__GIVEN RECORDS__.
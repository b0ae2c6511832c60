//! Lead investigations: intel accumulation and completion rolls.
//!
//! Each turn an active investigation rolls for completion against the intel
//! it held at the start of the turn:
//!
//! ```text
//! chance  = min(1, intel / difficulty)
//! success = roll >= 1 - chance
//! ```
//!
//! If it stays open, its intel decays and then grows:
//!
//! ```text
//! decay_pct = min(intel × decay_per_intel, decay_cap)
//! intel    -= floor(intel × decay_pct)
//! intel    += Σ floor(effective_skill / 100 × intel_per_agent)
//! ```

use std::fmt;

use serde::{Deserialize, Serialize};

use crate::agents::skill_scaled_yield;
use crate::components::{Agent, AgentId, AgentState, Assignment, LeadInvestigationId, Turn};
use crate::config::Rules;
use crate::data::LeadData;
use crate::math::Fixed;
use crate::random::{RandomSource, RollChannel};
use crate::skill::effective_skill;

/// Lead investigation lifecycle state.
#[derive(Debug, Clone, Copy, PartialEq, Eq, PartialOrd, Ord, Hash, Serialize, Deserialize)]
pub enum LeadInvestigationState {
    /// Gathering intel.
    Active,
    /// Lead cracked.
    Successful,
    /// Dropped by the player.
    Abandoned,
}

impl fmt::Display for LeadInvestigationState {
    fn fmt(&self, f: &mut fmt::Formatter<'_>) -> fmt::Result {
        let name = match self {
            Self::Active => "Active",
            Self::Successful => "Successful",
            Self::Abandoned => "Abandoned",
        };
        f.write_str(name)
    }
}

/// An ongoing or finished investigation of a lead.
#[derive(Debug, Clone, PartialEq, Eq, Hash, Serialize, Deserialize)]
pub struct LeadInvestigation {
    /// Unique id.
    pub id: LeadInvestigationId,
    /// Lead template id.
    pub lead_id: String,
    /// Intel gathered so far.
    pub accumulated_intel: i64,
    /// Agents working the investigation.
    pub agent_ids: Vec<AgentId>,
    /// Lifecycle state.
    pub state: LeadInvestigationState,
    /// Turn the investigation started.
    pub start_turn: Turn,
}

impl LeadInvestigation {
    /// Open a new investigation.
    #[must_use]
    pub fn new(id: LeadInvestigationId, lead_id: &str, agent_ids: Vec<AgentId>, turn: Turn) -> Self {
        Self {
            id,
            lead_id: lead_id.to_string(),
            accumulated_intel: 0,
            agent_ids,
            state: LeadInvestigationState::Active,
            start_turn: turn,
        }
    }

    /// Whether the investigation is still open.
    #[must_use]
    pub fn is_active(&self) -> bool {
        self.state == LeadInvestigationState::Active
    }
}

/// Intel lost to decay this turn.
#[must_use]
pub fn intel_decay(intel: i64, rules: &Rules) -> i64 {
    if intel <= 0 {
        return 0;
    }
    let pct = rules.intel_decay_per_intel.mul_int(intel).min(rules.intel_decay_cap);
    pct.mul_int(intel).floor()
}

/// Progress of one investigation over a turn.
#[derive(Debug, Clone, PartialEq, Eq, Hash, Serialize, Deserialize)]
pub struct LeadProgress {
    /// Investigation id.
    pub investigation_id: LeadInvestigationId,
    /// Lead template id.
    pub lead_id: String,
    /// Intel before the update.
    pub intel_before: i64,
    /// Intel lost to decay.
    pub decay: i64,
    /// Intel contributed by agents.
    pub contributed: i64,
    /// Completion chance rolled against.
    pub success_chance: Fixed,
    /// Whether the lead was cracked.
    pub completed: bool,
}

/// Update one active investigation. The caller handles completion effects.
pub fn update_investigation(
    investigation: &mut LeadInvestigation,
    lead: &LeadData,
    agents: &mut [Agent],
    rules: &Rules,
    rng: &mut RandomSource,
) -> LeadProgress {
    let intel_before = investigation.accumulated_intel;
    let success_chance = lead.success_chance(intel_before);
    let roll = rng.get_fixed(RollChannel::LeadInvestigation);
    let completed = roll >= Fixed::ONE - success_chance;

    let working = agents.iter_mut().filter(|a| {
        a.state == AgentState::OnAssignment
            && a.assignment == Assignment::LeadInvestigation(investigation.id)
    });
    let mut contributed = 0;
    for agent in working {
        contributed += skill_scaled_yield(effective_skill(&agent.actor), rules.lead_intel_per_agent);
        agent.actor.exhaustion += rules.investigation_exhaustion;
    }

    let mut decay = 0;
    if completed {
        investigation.state = LeadInvestigationState::Successful;
        contributed = 0;
    } else {
        decay = intel_decay(intel_before, rules);
        investigation.accumulated_intel = intel_before - decay + contributed;
    }

    tracing::debug!(
        investigation = %investigation.id,
        lead = %investigation.lead_id,
        intel = investigation.accumulated_intel,
        chance = %success_chance,
        completed,
        "Lead investigation updated"
    );

    LeadProgress {
        investigation_id: investigation.id,
        lead_id: investigation.lead_id.clone(),
        intel_before,
        decay,
        contributed,
        success_chance,
        completed,
    }
}
//! Lead template definitions.

use serde::{Deserialize, Serialize};

use crate::math::Fixed;

/// Static definition of a lead.
#[derive(Debug, Clone, PartialEq, Eq, Hash, Serialize, Deserialize)]
pub struct LeadData {
    /// Unique string identifier.
    pub id: String,
    /// Display name.
    pub name: String,
    /// Intel needed for a guaranteed completion. Zero completes on the first roll.
    pub difficulty: i64,
    /// Leads that must be completed before this one is discovered.
    #[serde(default)]
    pub depends_on: Vec<String>,
    /// Whether the lead can be investigated again after completion.
    #[serde(default)]
    pub repeatable: bool,
}

impl LeadData {
    /// Completion chance for the given intel: `min(1, intel / difficulty)`.
    #[must_use]
    pub fn success_chance(&self, intel: i64) -> Fixed {
        if self.difficulty <= 0 {
            return Fixed::ONE;
        }
        Fixed::from_ratio(intel.max(0), self.difficulty)
            .map_or(Fixed::ONE, |chance| chance.min(Fixed::ONE))
    }
}

#[cfg(test)]
mod tests {
    use super::*;

    fn lead(difficulty: i64) -> LeadData {
        LeadData {
            id: "lead".to_string(),
            name: "Lead".to_string(),
            difficulty,
            depends_on: Vec::new(),
            repeatable: false,
        }
    }

    #[test]
    fn test_success_chance() {
        assert_eq!(lead(100).success_chance(50), "0.5".parse().unwrap());
        assert_eq!(lead(100).success_chance(250), Fixed::ONE);
        assert_eq!(lead(100).success_chance(0), Fixed::ZERO);
        assert_eq!(lead(0).success_chance(0), Fixed::ONE);
        // 1/3 floors
        assert_eq!(lead(3).success_chance(1), Fixed::from_raw(333_333));
    }
}
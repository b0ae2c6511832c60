//! A running game: state, catalog, random source and undo history.
//!
//! [`advance_turn`](crate::turn::advance_turn) leaves the state half-updated
//! when a phase fails. [`Campaign`] snapshots the state with bincode before
//! every mutation and puts the snapshot back on error, so callers see either
//! the whole turn or nothing.
//!
//! # Example
//!
//! ```
//! use ops_core::campaign::Campaign;
//! use ops_core::data::Catalog;
//! use ops_core::random::RandomSource;
//! use ops_core::state::{make_initial_state, InitialStateOptions};
//!
//! let state = make_initial_state(&InitialStateOptions::default()).unwrap();
//! let mut campaign = Campaign::new(state, Catalog::default(), RandomSource::seeded(7));
//! let report = campaign.advance_turn().unwrap();
//! assert_eq!(report.turn, 2);
//! campaign.undo().unwrap();
//! assert_eq!(campaign.state().turn, 1);
//! ```

use crate::actions::{apply_action, PlayerAction};
use crate::data::Catalog;
use crate::error::Result;
use crate::random::RandomSource;
use crate::report::TurnReport;
use crate::state::GameState;
use crate::turn::advance_turn;

/// Snapshots kept for undo; the oldest is dropped beyond this.
pub const MAX_UNDO_HISTORY: usize = 64;

/// Owns everything needed to play turns.
#[derive(Debug, Clone)]
pub struct Campaign {
    state: GameState,
    catalog: Catalog,
    rng: RandomSource,
    history: Vec<Vec<u8>>,
}

impl Campaign {
    /// Start a campaign from an existing state.
    pub fn new(state: GameState, catalog: Catalog, rng: RandomSource) -> Self {
        Self {
            state,
            catalog,
            rng,
            history: Vec::new(),
        }
    }

    /// Current state.
    pub fn state(&self) -> &GameState {
        &self.state
    }

    /// Mission and lead templates.
    pub fn catalog(&self) -> &Catalog {
        &self.catalog
    }

    /// Random source, e.g. to install overrides.
    pub fn rng_mut(&mut self) -> &mut RandomSource {
        &mut self.rng
    }

    /// Number of snapshots available to [`Campaign::undo`].
    pub fn history_len(&self) -> usize {
        self.history.len()
    }

    /// Apply a player action. A rejected action changes nothing.
    pub fn apply(&mut self, action: &PlayerAction) -> Result<()> {
        let snapshot = self.state.serialize()?;
        // apply_action validates before mutating
        apply_action(&mut self.state, &self.catalog, action)?;
        self.push_history(snapshot);
        Ok(())
    }

    /// Advance one turn, restoring the previous state if any phase fails.
    pub fn advance_turn(&mut self) -> Result<TurnReport> {
        let snapshot = self.state.serialize()?;
        match advance_turn(&mut self.state, &self.catalog, &mut self.rng) {
            Ok(report) => {
                self.push_history(snapshot);
                Ok(report)
            }
            Err(error) => {
                tracing::error!(%error, turn = self.state.turn, "Turn failed, restoring snapshot");
                self.state = GameState::deserialize(&snapshot)?;
                Err(error)
            }
        }
    }

    /// Revert the last action or turn. Returns `false` when there is nothing to undo.
    ///
    /// The random source is not rewound.
    pub fn undo(&mut self) -> Result<bool> {
        let Some(snapshot) = self.history.pop() else {
            return Ok(false);
        };
        self.state = GameState::deserialize(&snapshot)?;
        tracing::debug!(turn = self.state.turn, "Undo");
        Ok(true)
    }

    /// Hash of the current state.
    pub fn state_hash(&self) -> u64 {
        self.state.state_hash()
    }

    /// Give up ownership of the state.
    pub fn into_state(self) -> GameState {
        self.state
    }

    fn push_history(&mut self, snapshot: Vec<u8>) {
        if self.history.len() == MAX_UNDO_HISTORY {
            self.history.remove(0);
        }
        self.history.push(snapshot);
    }
}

__EXERCISE INSTRUCTIONS__. From the data above, show each line that contains "nothing".

__OUTPUT FOR THIS TASK__.
//! the whole turn or nothing.
    /// Apply a player action. A rejected action changes nothing.
    /// Revert the last action or turn. Returns `false` when there is nothing to undo.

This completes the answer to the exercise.